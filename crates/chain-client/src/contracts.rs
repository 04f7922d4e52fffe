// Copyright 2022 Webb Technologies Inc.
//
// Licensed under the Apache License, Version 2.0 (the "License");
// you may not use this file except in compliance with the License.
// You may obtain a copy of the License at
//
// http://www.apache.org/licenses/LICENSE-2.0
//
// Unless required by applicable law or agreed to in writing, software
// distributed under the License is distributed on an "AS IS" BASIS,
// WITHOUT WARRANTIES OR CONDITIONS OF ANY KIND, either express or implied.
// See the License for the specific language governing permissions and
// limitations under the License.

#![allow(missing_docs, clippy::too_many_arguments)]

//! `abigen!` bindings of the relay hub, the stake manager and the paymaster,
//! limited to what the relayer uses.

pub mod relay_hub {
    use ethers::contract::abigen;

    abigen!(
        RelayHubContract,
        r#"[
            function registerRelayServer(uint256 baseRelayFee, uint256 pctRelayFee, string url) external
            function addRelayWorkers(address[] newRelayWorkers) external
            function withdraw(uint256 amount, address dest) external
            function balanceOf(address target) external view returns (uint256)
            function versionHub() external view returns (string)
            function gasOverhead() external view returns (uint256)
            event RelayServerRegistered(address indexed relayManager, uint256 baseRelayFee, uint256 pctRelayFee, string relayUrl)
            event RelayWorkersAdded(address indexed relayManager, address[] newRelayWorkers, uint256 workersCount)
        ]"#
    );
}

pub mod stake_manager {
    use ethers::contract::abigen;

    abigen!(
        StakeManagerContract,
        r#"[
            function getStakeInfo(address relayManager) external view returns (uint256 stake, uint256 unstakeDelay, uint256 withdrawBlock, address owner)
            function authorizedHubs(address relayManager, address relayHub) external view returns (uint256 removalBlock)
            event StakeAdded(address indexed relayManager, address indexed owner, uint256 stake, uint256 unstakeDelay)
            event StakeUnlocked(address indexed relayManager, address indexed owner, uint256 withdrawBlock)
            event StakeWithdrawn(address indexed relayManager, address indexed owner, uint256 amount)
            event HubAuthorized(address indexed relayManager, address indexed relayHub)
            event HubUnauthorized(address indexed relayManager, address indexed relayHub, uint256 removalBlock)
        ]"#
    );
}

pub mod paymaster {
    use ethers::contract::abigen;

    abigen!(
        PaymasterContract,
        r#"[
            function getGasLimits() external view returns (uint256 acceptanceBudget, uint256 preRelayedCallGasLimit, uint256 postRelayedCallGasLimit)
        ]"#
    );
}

============================================================

Brief: Every line from the one containing "function getStakeInfo(address relayManager)" through the last line of the entries above must be output exactly. Leave the rest out.

Task solution:
            function getStakeInfo(address relayManager) external view returns (uint256 stake, uint256 unstakeDelay, uint256 withdrawBlock, address owner)
            function authorizedHubs(address relayManager, address relayHub) external view returns (uint256 removalBlock)
            event StakeAdded(address indexed relayManager, address indexed owner, uint256 stake, uint256 unstakeDelay)
            event StakeUnlocked(address indexed relayManager, address indexed owner, uint256 withdrawBlock)
            event StakeWithdrawn(address indexed relayManager, address indexed owner, uint256 amount)
            event HubAuthorized(address indexed relayManager, address indexed relayHub)
            event HubUnauthorized(address indexed relayManager, address indexed relayHub, uint256 removalBlock)
        ]"#
    );
}

pub mod paymaster {
    use ethers::contract::abigen;

    abigen!(
        PaymasterContract,
        r#"[
            function getGasLimits() external view returns (uint256 acceptanceBudget, uint256 preRelayedCallGasLimit, uint256 postRelayedCallGasLimit)
        ]"#
    );
}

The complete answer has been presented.